Через Альпийские горы, через пропасти и стремнины вел своих чудо-солдат фельдмаршал Суворов.
Идут солдаты, ведут разговор
Идут солдаты, ведут разговор.
— Оно бы ничего, — рассуждают солдаты. — Горы не страшны. Французы страшны. Если и будет наша погибель, так только от неприятеля.
И вдруг…
— К бою! К бою! — прошла команда.
Рассыпались солдаты по горной дороге, кто за утес, кто за скалы. Залегли. Ждут неприятеля. Вот и французы. Тра-та-та-та! Тра-та-та-та! несется со всех сторон.
— Братцы, не робей! Ура! Держись, братцы!
Удержались солдаты. Отступили французы.
Идут солдаты, ведут разговор.
— Оно бы ничего, — рассуждают солдаты. — Французы не страшны. Горы страшны. Если и будет наша погибель, так только от гор, непогоды.
И вдруг…
Заиграла, засвистела, забушевала метель. Рванул леденящий ветер. Обрушилась с гор лавина.
— Берегись! Сторонись! — несется команда.
Рассыпались солдаты по горной дороге, кто за утес, кто за скалу. Залегли. Ждут. Пронеслись камни. Отгремела лавина. Прояснилось небо. Притихла метель.
Идут солдаты, ведут разговор.
— Оно бы ничего, — рассуждают солдаты. — Французы не страшны. Горы не страшны. Если и будет наша погибель, так только от мора, от голода.
И вот кончилась еда. Нет провианта.
Помрачнели солдаты. Насупились. Идут, опустились солдатские головы.
И вдруг…
Наше времечко военно,
затянул чей-то голос,
От покоя удаленно.
Ой лю-ли, ой лю-ли,
От покоя удаленно.
Приободрились солдаты. Затянули ремни потуже. Повеселели. Идут. Подняли солдатские головы.
Сидит Суворов верхом на коне, смотрит, любуется.
— Братцы! — кричит Суворов. — Не страшны нам горы Альпийские. Не страшны нам французишки близкие. Что нам голод, мор, непогода — раз в российских войсках дух солдатский не переводится.
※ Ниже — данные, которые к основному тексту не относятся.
use std::io::Write;

use byteorder::{LittleEndian, WriteBytesExt};

use crate::palettes::palette::{Color, Palette, PaletteError};
use crate::palettes::{as_full_palette, COLORS_PER_ROW, NUM_ROWS, TOTAL_COLORS};

// Uncompressed 24-bit Windows bitmap:
// 14-byte file header, 40-byte BITMAPINFOHEADER, then bottom-up BGR rows padded to 4 bytes.

pub const DEFAULT_SQUARE_SIZE: u32 = 50;

const FILE_HEADER_SIZE: u32 = 14;
const INFO_HEADER_SIZE: u32 = 40;
const HEADER_SIZE: u32 = FILE_HEADER_SIZE + INFO_HEADER_SIZE;

const SIGNATURE: &[u8; 2] = b"BM";
const BITS_PER_PIXEL: u16 = 24;
const BYTES_PER_PIXEL: usize = BITS_PER_PIXEL as usize / 8;
const COMPRESSION_NONE: u32 = 0;
/// 72 DPI
const PIXELS_PER_METER: i32 = 2835;

/// Geometry of a palette rendered as a 16×4 grid of solid squares.
#[derive(Clone, Copy, Debug, PartialEq, Eq)]
pub struct PaletteBitmap {
	square_size: u32,
}

impl PaletteBitmap {
	/// Fails if `square_size` is zero or the resulting file would not fit the format's 32-bit size fields.
	pub fn new(square_size: u32) -> Result<Self, PaletteError> {
		let s = square_size as u64;
		let width = COLORS_PER_ROW as u64 * s;
		let height = NUM_ROWS as u64 * s;
		let file_size = (width * BITS_PER_PIXEL as u64)
			.div_ceil(32)
			.checked_mul(4)
			.and_then(|row_size| row_size.checked_mul(height))
			.and_then(|image_size| image_size.checked_add(HEADER_SIZE as u64));

		match file_size {
			Some(file_size) if square_size > 0 && width <= i32::MAX as u64 && file_size <= u32::MAX as u64 => {
				Ok(Self { square_size })
			}
			_ => Err(PaletteError::InvalidSquareSize { size: square_size }),
		}
	}

	pub fn square_size(&self) -> u32 {
		self.square_size
	}

	pub fn width(&self) -> u32 {
		COLORS_PER_ROW as u32 * self.square_size
	}

	pub fn height(&self) -> u32 {
		NUM_ROWS as u32 * self.square_size
	}

	/// Bytes per pixel row, including the padding up to a multiple of 4.
	pub fn row_size(&self) -> u32 {
		(self.width() * BITS_PER_PIXEL as u32).div_ceil(32) * 4
	}

	pub fn image_size(&self) -> u32 {
		self.row_size() * self.height()
	}

	pub fn file_size(&self) -> u32 {
		HEADER_SIZE + self.image_size()
	}

	/// Renders PAL-ordered colors into a complete BMP file.
	pub fn render(&self, colors: &[Color]) -> Result<Vec<u8>, PaletteError> {
		let colors = as_full_palette(colors)?;

		let mut bmp = Vec::with_capacity(self.file_size() as usize);
		self.write_header(&mut bmp)?;

		let mut row = vec![0_u8; self.row_size() as usize];
		for y in (0..self.height()).rev() {
			self.fill_row(&mut row, colors, y);
			bmp.write_all(&row)?;
		}

		Ok(bmp)
	}

	fn write_header<W: Write>(&self, w: &mut W) -> Result<(), PaletteError> {
		// file header
		w.write_all(SIGNATURE)?;
		w.write_u32::<LittleEndian>(self.file_size())?;
		w.write_u32::<LittleEndian>(0)?; // reserved
		w.write_u32::<LittleEndian>(HEADER_SIZE)?;

		// info header
		w.write_u32::<LittleEndian>(INFO_HEADER_SIZE)?;
		w.write_i32::<LittleEndian>(self.width() as i32)?;
		w.write_i32::<LittleEndian>(self.height() as i32)?;
		w.write_u16::<LittleEndian>(1)?; // color planes
		w.write_u16::<LittleEndian>(BITS_PER_PIXEL)?;
		w.write_u32::<LittleEndian>(COMPRESSION_NONE)?;
		w.write_u32::<LittleEndian>(self.image_size())?;
		w.write_i32::<LittleEndian>(PIXELS_PER_METER)?;
		w.write_i32::<LittleEndian>(PIXELS_PER_METER)?;
		w.write_u32::<LittleEndian>(0)?; // colors in color table
		w.write_u32::<LittleEndian>(0)?; // important colors

		Ok(())
	}

	/// Fills one pixel row for image row `y`. Padding bytes at the end of `row` stay zero.
	fn fill_row(&self, row: &mut [u8], colors: &[Color; TOTAL_COLORS], y: u32) {
		let square_y = (y / self.square_size) as usize;
		let pixels = row.chunks_exact_mut(BYTES_PER_PIXEL).take(self.width() as usize);

		for (x, pixel) in pixels.enumerate() {
			let square_x = x / self.square_size as usize;
			let c = colors[square_y * COLORS_PER_ROW + square_x];
			pixel.copy_from_slice(&[c.b, c.g, c.r]);
		}
	}
}

/// Renders PAL-ordered colors as a grid of `square_size`×`square_size` squares.
pub fn render(colors: &[Color], square_size: u32) -> Result<Vec<u8>, PaletteError> {
	PaletteBitmap::new(square_size)?.render(colors)
}

impl Palette {
	pub fn to_bmp_bytes(&self, square_size: u32) -> Result<Vec<u8>, PaletteError> {
		render(&self.colors, square_size)
	}
}
use std::fs;
use std::process::ExitCode;

use clap::{CommandFactory, Parser};
use colored::Colorize;
use humansize::DECIMAL;

use crate::cmd_bmp::convert_to_bmp;
use crate::cmd_pal::convert_to_pal;
use crate::cmd_vh::convert_to_vh;
use crate::commands::{Cli, Commands};

mod cmd_bmp;
mod cmd_pal;
mod cmd_vh;
mod commands;
mod common;

fn main() -> ExitCode {
	// usage errors exit with 1 like every other failure, --help and --version with 0
	let cli = match Cli::try_parse() {
		Ok(cli) => cli,
		Err(e) => {
			let _ = e.print();
			return if e.use_stderr() { ExitCode::FAILURE } else { ExitCode::SUCCESS };
		}
	};

	let result = match &cli.command {
		Some(Commands::ToBmp(args)) => convert_to_bmp(args, cli.debug),
		Some(Commands::ToPal(args)) => convert_to_pal(args, cli.debug),
		Some(Commands::ToVh(args)) => convert_to_vh(args, cli.debug),
		None => {
			let _ = Cli::command().print_help();
			return ExitCode::FAILURE;
		}
	};

	match result {
		Ok(output) => {
			match fs::metadata(&output) {
				Ok(m) => {
					let size = humansize::format_size(m.len(), DECIMAL);
					println!("Output file size: {size}");
				}
				Err(err) => {
					eprintln!("Can't determine output file size: {err}");
				}
			}
			ExitCode::SUCCESS
		}
		Err(e) => {
			eprintln!("{} {e:#}", "Error:".red().bold());
			ExitCode::FAILURE
		}
	}
}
— Ура! — гремит в ответ на слова фельдмаршала.
И снова разносится песня:
С предводителем таким
Все на свете победим.
Ой лю-ли, ой лю-ли,
Все на свете победим!
Движется. Движется. Движется. По горным вершинам, по темным ущельям, в облаках, в туман, в непогоду, от обрыва к обрыву, со скалы на скалу. Движется. Движется. Движется. Не остановишь российскую армию. Пробиваются солдаты сквозь горы и неприятеля. Совершают Альпийский поход.